Watkins calls attention to this problem and the challenges it poses to maintaining a robust rate of technological progress. He also examines a more fundamental problem: an outmoded patent system that is fundamentally ill-suited for the modern economy. Finally, he examines proposals for reforming the patent system.
- Patent trolls—a.k.a. "non-practicing entities" that make money by buying, licensing, and enforcing patents rather than by selling products—are exploiting the U.S. patent system and stifling the innovation it was created to encourage. After trolls acquire a patent right, they often lie in wait while the industry is developing, before they identify targets and threaten legal action. From 2007 through October 2010, patent lawsuits reduced the capitalization of targeted firms by an estimated $83 billion per year—an amount equal to more than one-quarter of U.S. industrial R&D spending per annum. One study estimated, that from 1990 through October 2010, these lawsuits destroyed wealth valued at more than $500 billion.
- Patent trolls are targeting companies at the forefront of technological innovation. As of August 2013, the most pursued companies were Apple, Hewlett Packard, Samsung, AT&T, Dell, Sony, HTC, Verizon, LG, Google, Amazon, and Microsoft. The litigation is expensive, with multimillion-dollar damages not uncommon. In 2012, a Texas jury awarded VirnetX, a non-practicing entity, more than $368 million in damages payable by Cisco Systems. For many companies, patent lawsuits are a costly nuisance that diverts resources and managerial attention away from development, production, and marketing.
- For small companies with little means to defend themselves, a patent lawsuit is not simply a costly nuisance; it's an existential threat. In the late 1990s, Brandon Shalton and a group of nuns developed technology that allowed clergymen to record messages that could be quickly digitized and posted on the Internet. Just before they were to launch their product, however, they learned that a patent troll held rights to a similar technology. Rather than risk a lawsuit that could have bankrupted them before the case was even decided, Shalton and his nuns closed up shop.

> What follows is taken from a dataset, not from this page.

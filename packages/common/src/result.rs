use crate::error::CommonError;

/// Common Result type alias
pub type CommonResult<T> = Result<T, CommonError>;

- The Eastern District of Texas, the mecca of patent litigation, is part of the problem. This jurisdiction has become the preferred venue for filing patent lawsuits. The local rules are plaintiff friendly, the rocket docket keeps defendants on their heels, and an undereducated jury pool doles out Texas-sized damages awards. Patent plaintiffs who bring suit in the Eastern District enjoy a 78 percent win rate, compared to a national average of 59 percent. Supreme Court Justice Antonin Scalia has rightly called the Eastern District "a renegade jurisdiction."
As is detailed above, William Watkins chronicles this serious problem and provides a compelling case for reform by examining the patent system. His groundbreaking proposals set the stage for restoring intellectual property and igniting business innovation in the future.
"The predatory practice of firms that bring lawsuits against inventors is creating mayhem in innovation from major technology players to entrepreneurial start-ups. They threaten innovation as entrepreneurs often find the cost of fighting these "trolls" to be too high," says William Watkins.
According to Watkins, reform is needed, both in Congress and in the U.S. Patent and Trademark Offices, to deter trolls and open the path to entrepreneurial innovation. Both large and small companies have fallen victim to patent trolls, resulting in higher research and development costs, which are then passed on to consumers.
The Independent Institute is a non-profit, non-partisan, scholarly research and educational organization that sponsors in-depth studies of critical social and economic issues. For more information, visit independent.org.
William J. Watkins, Jr. is a Research Fellow at the Independent Institute and attorney who has litigated fraud and legal malpractice cases. Frivolous lawsuits, filed by patent trolls, result in billions of dollars in costs to taxpayers in court costs, attorney fees, and lost productivity.